- _Prompt_
Report how many lines of the data contain the string "extract". Add nothing.

Information shown: Begin

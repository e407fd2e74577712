//! Company routes
//!
//! Company registration and profile management.

use axum::extract::State;
use std::sync::Arc;
use uuid::Uuid;

use crate::api::{
    ApiJson, ApiPath, ApiQuery, Created, DataResponse, Paginated, PaginationParams,
};
use crate::app::AppState;
use crate::domain::{Company, CompanyFilter, CreateCompanyRequest, UpdateCompanyRequest};
use crate::error::ApiResult;
use crate::store::CompanyRepository;

/// POST /companies
pub async fn create_company(
    State(state): State<Arc<AppState>>,
    ApiJson(req): ApiJson<CreateCompanyRequest>,
) -> ApiResult<Created<Company>> {
    tracing::info!(name = %req.name, "Registering company");

    let company = state.store.companies.create(req).await?;
    Ok(Created(company))
}

/// GET /companies
pub async fn list_companies(
    State(state): State<Arc<AppState>>,
    ApiQuery(filter): ApiQuery<CompanyFilter>,
    ApiQuery(pagination): ApiQuery<PaginationParams>,
) -> ApiResult<Paginated<Company>> {
    let page = Paginated::collect(state.store.companies.list(filter), &pagination).await?;
    Ok(page)
}

/// GET /companies/:company_id
pub async fn get_company(
    State(state): State<Arc<AppState>>,
    ApiPath(company_id): ApiPath<Uuid>,
) -> ApiResult<DataResponse<Company>> {
    let company = state.store.companies.get(company_id).await?;
    Ok(DataResponse::new(company))
}

/// PATCH /companies/:company_id
pub async fn update_company(
    State(state): State<Arc<AppState>>,
    ApiPath(company_id): ApiPath<Uuid>,
    ApiJson(req): ApiJson<UpdateCompanyRequest>,
) -> ApiResult<DataResponse<Company>> {
    tracing::info!(company_id = %company_id, "Updating company profile");

    let company = state.store.companies.update(company_id, req).await?;
    Ok(DataResponse::new(company))
}
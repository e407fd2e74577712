//! API response types and pagination utilities

pub mod extract;
pub mod pagination;
pub mod response;

pub use extract::{ApiJson, ApiPath, ApiQuery};
pub use pagination::{Paginated, PaginationMeta, PaginationParams};
pub use response::{Created, DataResponse};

Information shown: End

- _Exercise response_
3